(Input)

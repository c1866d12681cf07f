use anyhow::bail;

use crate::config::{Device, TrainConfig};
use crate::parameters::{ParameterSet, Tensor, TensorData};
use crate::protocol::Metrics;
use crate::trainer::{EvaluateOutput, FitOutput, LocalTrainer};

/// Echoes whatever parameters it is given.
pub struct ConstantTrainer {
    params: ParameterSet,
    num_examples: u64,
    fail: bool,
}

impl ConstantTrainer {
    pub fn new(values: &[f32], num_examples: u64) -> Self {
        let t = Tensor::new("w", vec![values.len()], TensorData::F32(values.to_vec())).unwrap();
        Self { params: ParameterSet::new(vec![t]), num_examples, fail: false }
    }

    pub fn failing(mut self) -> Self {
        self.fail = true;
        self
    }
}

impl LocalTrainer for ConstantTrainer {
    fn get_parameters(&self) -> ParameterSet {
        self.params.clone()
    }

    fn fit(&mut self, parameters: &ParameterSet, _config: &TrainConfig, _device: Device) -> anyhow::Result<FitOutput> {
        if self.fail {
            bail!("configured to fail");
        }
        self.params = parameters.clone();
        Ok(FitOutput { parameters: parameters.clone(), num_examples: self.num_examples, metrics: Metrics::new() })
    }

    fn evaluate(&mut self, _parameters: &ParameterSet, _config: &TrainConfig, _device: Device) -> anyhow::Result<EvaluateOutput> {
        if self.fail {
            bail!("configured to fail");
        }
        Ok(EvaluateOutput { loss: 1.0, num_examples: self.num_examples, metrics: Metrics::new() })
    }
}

(End Input)

[Task to carry out] Word for word, every record must be given again.

[Your response]
repository c1866d12681cf07f
use anyhow::bail;

use crate::config::{Device, TrainConfig};
use crate::parameters::{ParameterSet, Tensor, TensorData};
use crate::protocol::Metrics;
use crate::trainer::{EvaluateOutput, FitOutput, LocalTrainer};

/// Echoes whatever parameters it is given.
pub struct ConstantTrainer {
    params: ParameterSet,
    num_examples: u64,
    fail: bool,
}

impl ConstantTrainer {
    pub fn new(values: &[f32], num_examples: u64) -> Self {
        let t = Tensor::new("w", vec![values.len()], TensorData::F32(values.to_vec())).unwrap();
        Self { params: ParameterSet::new(vec![t]), num_examples, fail: false }
    }

    pub fn failing(mut self) -> Self {
        self.fail = true;
        self
    }
}

impl LocalTrainer for ConstantTrainer {
    fn get_parameters(&self) -> ParameterSet {
        self.params.clone()
    }

    fn fit(&mut self, parameters: &ParameterSet, _config: &TrainConfig, _device: Device) -> anyhow::Result<FitOutput> {
        if self.fail {
            bail!("configured to fail");
        }
        self.params = parameters.clone();
        Ok(FitOutput { parameters: parameters.clone(), num_examples: self.num_examples, metrics: Metrics::new() })
    }

    fn evaluate(&mut self, _parameters: &ParameterSet, _config: &TrainConfig, _device: Device) -> anyhow::Result<EvaluateOutput> {
        if self.fail {
            bail!("configured to fail");
        }
        Ok(EvaluateOutput { loss: 1.0, num_examples: self.num_examples, metrics: Metrics::new() })
    }
}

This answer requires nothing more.